■ **AIM OF THE TASK**: Among the lines below, copy exactly those from the one with "use super::*;" through the one with "let sequencer = Arc::new(OrderSequencer::default());", counting both ends.

■ **DATA**:
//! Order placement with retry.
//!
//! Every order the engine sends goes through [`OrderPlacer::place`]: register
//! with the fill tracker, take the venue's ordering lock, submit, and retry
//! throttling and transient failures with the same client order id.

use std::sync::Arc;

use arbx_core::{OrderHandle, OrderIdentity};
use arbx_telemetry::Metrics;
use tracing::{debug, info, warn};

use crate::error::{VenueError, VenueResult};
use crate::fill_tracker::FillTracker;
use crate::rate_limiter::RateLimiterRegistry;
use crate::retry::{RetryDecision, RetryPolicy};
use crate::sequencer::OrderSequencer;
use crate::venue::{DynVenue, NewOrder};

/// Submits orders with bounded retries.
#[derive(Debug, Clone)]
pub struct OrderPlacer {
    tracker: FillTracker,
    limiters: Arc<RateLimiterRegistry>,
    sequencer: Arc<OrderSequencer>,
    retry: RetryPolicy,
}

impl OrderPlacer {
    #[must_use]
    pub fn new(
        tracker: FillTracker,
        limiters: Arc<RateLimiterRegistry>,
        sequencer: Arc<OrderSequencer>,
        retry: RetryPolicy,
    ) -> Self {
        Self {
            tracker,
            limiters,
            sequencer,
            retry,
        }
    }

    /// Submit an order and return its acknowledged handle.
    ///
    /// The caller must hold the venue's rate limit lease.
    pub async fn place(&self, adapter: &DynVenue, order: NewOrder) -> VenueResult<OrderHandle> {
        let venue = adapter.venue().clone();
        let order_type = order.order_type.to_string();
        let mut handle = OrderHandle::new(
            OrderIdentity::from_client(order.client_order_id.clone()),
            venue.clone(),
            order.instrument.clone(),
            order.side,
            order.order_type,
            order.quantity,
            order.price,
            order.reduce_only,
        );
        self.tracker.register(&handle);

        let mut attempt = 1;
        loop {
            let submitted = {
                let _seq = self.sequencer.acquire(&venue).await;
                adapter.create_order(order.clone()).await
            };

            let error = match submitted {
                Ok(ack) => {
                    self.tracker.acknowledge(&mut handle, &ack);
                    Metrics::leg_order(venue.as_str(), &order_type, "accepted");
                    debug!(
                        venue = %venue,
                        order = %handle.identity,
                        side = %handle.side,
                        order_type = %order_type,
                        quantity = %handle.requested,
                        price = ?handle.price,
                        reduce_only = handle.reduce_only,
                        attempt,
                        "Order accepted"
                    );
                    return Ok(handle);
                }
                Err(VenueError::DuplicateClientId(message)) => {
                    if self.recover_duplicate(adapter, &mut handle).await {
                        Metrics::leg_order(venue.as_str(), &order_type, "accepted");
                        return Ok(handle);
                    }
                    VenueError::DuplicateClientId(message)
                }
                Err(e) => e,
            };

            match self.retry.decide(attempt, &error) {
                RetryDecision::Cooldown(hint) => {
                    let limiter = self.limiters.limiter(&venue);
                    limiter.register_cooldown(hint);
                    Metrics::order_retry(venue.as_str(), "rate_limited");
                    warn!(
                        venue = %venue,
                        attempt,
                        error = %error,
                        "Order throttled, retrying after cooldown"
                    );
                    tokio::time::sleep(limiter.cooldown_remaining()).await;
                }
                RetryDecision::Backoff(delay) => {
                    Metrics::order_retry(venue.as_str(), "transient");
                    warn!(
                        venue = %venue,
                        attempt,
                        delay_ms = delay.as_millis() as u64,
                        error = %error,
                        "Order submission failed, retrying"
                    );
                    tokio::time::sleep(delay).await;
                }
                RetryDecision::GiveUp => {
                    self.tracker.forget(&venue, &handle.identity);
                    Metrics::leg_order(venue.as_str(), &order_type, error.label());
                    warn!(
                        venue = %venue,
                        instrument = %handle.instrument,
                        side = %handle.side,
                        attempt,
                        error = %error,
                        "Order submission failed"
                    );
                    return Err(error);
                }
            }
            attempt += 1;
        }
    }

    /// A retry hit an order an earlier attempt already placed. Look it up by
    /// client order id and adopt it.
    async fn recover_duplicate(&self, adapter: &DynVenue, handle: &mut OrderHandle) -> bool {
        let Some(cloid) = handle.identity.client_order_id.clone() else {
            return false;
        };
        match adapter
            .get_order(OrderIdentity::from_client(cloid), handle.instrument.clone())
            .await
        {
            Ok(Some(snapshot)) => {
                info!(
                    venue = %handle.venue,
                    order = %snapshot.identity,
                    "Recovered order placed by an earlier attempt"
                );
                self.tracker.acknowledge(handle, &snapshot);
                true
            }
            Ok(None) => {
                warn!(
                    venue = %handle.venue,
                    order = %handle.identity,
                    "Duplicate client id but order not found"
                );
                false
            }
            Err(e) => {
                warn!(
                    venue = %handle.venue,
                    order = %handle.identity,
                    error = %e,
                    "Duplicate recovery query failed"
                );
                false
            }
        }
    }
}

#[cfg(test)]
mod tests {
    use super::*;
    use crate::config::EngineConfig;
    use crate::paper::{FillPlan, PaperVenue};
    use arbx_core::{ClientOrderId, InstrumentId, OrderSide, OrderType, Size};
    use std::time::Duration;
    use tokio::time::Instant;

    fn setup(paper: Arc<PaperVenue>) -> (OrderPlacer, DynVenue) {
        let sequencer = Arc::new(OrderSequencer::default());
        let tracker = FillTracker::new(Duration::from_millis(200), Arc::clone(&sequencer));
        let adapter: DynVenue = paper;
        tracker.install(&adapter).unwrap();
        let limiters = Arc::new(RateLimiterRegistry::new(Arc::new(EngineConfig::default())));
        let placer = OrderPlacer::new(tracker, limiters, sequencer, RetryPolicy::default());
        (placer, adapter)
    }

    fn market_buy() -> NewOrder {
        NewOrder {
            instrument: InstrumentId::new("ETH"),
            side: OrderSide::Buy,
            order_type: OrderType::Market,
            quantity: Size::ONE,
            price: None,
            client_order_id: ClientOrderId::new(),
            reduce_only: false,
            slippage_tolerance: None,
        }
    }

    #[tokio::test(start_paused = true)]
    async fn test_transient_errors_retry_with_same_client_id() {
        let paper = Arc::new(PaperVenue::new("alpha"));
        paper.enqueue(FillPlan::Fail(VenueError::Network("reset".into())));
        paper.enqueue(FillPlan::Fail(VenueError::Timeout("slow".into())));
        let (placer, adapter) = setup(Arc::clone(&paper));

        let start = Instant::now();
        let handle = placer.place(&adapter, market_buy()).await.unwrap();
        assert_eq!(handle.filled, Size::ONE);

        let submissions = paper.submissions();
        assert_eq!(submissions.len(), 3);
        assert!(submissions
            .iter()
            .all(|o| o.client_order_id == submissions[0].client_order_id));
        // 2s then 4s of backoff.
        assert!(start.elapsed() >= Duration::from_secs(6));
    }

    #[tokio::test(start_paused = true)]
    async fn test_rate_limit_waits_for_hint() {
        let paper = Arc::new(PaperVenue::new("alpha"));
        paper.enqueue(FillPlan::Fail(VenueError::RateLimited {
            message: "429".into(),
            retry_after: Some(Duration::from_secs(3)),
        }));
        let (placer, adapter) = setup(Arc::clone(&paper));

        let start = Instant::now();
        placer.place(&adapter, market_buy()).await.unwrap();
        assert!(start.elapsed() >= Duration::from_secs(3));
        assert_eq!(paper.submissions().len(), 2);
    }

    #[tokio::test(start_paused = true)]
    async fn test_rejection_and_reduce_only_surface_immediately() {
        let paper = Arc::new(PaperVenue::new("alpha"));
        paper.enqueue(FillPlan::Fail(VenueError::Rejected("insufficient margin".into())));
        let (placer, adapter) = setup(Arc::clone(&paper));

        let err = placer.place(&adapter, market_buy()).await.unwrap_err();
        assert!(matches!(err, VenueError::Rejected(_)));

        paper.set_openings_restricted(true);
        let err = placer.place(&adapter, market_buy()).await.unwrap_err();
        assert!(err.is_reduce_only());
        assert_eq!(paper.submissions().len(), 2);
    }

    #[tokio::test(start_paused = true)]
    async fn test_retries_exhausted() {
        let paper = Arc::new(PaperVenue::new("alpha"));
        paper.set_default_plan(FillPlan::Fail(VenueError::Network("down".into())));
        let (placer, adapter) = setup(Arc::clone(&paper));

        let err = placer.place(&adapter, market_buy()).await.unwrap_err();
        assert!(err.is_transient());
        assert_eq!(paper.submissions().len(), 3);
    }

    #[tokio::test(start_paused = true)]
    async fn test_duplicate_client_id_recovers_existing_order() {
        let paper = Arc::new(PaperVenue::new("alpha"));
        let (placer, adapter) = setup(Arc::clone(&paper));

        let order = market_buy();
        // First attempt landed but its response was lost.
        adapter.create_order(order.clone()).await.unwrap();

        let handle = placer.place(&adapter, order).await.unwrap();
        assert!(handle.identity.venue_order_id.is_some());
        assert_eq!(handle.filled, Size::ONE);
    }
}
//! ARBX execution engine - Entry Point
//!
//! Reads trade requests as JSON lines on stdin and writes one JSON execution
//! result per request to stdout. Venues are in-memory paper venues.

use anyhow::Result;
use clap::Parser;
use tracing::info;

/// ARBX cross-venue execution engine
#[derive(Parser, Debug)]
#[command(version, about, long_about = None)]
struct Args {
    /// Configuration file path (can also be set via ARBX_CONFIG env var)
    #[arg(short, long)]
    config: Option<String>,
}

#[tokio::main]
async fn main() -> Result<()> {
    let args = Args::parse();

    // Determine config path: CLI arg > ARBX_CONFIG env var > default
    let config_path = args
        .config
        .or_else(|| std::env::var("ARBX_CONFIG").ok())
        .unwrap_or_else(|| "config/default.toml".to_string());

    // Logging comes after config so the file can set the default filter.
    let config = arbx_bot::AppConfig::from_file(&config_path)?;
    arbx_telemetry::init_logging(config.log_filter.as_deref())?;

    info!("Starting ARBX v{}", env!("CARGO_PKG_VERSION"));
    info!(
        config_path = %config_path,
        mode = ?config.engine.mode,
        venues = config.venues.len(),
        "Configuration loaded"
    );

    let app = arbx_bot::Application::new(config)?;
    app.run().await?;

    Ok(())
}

■ **SOLUTION TO THIS PROBLEM**:
    use super::*;
    use crate::config::EngineConfig;
    use crate::paper::{FillPlan, PaperVenue};
    use arbx_core::{ClientOrderId, InstrumentId, OrderSide, OrderType, Size};
    use std::time::Duration;
    use tokio::time::Instant;

    fn setup(paper: Arc<PaperVenue>) -> (OrderPlacer, DynVenue) {
        let sequencer = Arc::new(OrderSequencer::default());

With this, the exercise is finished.